• _SOURCE MATERIAL_:

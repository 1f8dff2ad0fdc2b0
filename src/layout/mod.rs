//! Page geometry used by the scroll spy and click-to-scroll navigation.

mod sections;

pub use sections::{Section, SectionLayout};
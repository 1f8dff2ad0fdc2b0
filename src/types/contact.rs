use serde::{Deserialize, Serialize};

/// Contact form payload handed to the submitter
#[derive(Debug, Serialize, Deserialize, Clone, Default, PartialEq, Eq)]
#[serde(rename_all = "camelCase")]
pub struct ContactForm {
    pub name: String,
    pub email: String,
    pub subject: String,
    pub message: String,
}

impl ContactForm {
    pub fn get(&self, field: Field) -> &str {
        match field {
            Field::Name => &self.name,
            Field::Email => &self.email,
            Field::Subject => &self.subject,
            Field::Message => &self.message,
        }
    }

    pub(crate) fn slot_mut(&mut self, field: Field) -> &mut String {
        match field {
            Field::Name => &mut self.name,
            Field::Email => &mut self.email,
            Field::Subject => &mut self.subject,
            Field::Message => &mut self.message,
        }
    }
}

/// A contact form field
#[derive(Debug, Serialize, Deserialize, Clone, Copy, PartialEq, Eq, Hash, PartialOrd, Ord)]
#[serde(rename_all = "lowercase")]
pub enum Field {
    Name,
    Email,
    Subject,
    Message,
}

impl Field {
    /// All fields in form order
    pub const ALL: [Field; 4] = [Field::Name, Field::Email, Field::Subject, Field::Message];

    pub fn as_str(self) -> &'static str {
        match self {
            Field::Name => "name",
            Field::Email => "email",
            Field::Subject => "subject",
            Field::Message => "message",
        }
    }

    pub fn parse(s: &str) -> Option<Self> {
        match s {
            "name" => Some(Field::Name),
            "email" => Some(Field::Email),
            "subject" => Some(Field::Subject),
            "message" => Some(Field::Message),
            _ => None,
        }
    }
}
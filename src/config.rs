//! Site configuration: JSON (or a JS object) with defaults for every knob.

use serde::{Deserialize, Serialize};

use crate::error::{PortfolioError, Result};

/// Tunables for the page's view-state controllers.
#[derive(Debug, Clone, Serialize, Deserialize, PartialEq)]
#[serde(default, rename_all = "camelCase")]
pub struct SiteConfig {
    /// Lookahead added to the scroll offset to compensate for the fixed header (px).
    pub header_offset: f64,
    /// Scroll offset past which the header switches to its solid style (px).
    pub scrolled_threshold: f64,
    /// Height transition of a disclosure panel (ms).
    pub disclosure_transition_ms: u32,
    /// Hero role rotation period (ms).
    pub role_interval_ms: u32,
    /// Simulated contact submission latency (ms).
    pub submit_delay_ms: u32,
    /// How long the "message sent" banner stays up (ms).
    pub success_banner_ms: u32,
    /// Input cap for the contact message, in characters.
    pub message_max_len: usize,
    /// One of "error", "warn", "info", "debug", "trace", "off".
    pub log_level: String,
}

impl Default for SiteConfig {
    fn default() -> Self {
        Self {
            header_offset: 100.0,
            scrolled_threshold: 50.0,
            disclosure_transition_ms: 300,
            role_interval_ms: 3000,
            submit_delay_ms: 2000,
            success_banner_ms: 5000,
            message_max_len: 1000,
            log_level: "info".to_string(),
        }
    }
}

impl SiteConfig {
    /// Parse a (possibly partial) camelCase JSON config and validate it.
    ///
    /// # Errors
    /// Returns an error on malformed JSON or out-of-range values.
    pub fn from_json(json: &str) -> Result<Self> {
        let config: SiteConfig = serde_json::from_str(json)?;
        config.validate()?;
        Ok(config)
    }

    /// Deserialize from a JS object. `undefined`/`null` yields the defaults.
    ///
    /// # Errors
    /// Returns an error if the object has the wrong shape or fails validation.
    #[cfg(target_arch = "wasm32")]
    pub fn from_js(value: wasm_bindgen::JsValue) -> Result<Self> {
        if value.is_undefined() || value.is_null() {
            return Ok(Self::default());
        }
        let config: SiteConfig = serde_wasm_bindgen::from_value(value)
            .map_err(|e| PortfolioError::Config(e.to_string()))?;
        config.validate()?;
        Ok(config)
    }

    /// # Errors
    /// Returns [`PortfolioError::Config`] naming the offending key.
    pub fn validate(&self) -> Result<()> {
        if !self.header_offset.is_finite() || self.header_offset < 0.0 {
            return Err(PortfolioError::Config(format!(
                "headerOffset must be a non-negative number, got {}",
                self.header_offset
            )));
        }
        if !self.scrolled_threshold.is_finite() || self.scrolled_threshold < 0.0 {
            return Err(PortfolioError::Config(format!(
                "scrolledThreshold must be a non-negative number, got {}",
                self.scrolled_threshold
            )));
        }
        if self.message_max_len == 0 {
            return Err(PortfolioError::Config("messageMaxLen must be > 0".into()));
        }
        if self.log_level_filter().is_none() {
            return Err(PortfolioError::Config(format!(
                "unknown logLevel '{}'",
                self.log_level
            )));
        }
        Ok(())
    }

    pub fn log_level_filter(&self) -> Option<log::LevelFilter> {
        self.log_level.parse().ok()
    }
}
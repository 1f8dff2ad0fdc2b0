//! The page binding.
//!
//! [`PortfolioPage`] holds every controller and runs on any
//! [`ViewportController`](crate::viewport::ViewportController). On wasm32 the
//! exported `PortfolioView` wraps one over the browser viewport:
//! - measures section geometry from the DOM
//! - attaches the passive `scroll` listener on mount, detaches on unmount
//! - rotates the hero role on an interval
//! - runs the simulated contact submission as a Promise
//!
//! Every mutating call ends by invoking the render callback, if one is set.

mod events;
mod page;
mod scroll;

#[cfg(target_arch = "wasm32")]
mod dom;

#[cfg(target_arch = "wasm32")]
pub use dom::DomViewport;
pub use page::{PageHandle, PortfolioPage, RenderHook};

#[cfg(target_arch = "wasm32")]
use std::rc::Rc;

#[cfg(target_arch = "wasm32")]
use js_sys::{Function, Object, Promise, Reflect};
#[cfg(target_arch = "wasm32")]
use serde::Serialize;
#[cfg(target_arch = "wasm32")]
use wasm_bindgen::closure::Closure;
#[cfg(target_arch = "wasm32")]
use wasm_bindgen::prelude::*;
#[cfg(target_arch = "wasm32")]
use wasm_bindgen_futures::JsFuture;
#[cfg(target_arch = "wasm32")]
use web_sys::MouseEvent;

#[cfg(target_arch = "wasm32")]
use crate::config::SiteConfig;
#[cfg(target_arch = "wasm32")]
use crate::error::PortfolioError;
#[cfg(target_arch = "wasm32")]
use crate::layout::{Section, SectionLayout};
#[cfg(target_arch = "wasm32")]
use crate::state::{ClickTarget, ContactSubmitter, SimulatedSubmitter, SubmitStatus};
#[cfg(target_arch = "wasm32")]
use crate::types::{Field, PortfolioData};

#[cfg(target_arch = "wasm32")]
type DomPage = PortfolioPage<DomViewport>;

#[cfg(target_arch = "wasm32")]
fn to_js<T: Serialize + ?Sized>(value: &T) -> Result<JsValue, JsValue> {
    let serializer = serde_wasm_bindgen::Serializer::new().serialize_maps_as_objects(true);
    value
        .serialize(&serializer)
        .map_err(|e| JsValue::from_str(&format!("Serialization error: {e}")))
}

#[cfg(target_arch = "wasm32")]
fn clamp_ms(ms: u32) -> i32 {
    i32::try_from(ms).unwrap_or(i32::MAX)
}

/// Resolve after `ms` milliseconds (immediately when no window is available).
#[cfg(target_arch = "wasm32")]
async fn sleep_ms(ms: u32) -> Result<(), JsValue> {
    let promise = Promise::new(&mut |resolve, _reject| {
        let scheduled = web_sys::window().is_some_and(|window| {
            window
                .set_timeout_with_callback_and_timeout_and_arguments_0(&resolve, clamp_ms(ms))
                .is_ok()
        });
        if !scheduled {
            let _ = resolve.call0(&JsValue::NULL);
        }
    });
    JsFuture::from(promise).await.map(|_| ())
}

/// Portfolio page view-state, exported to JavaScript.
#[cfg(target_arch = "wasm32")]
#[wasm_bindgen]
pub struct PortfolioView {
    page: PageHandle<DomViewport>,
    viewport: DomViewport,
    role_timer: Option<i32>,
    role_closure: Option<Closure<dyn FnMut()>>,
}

• _WHAT THE TASK REQUIRES_:
Restate word for word only the lines running from the beginning of the data to the line holding "filename src/types/contact.rs", both included.

• _SOLUTION FOR THIS PROBLEM_:
repository 1f8dff2ad0fdc2b0
filename src/layout/mod.rs
//! Page geometry used by the scroll spy and click-to-scroll navigation.

mod sections;

pub use sections::{Section, SectionLayout};
repository 1f8dff2ad0fdc2b0
filename src/types/contact.rs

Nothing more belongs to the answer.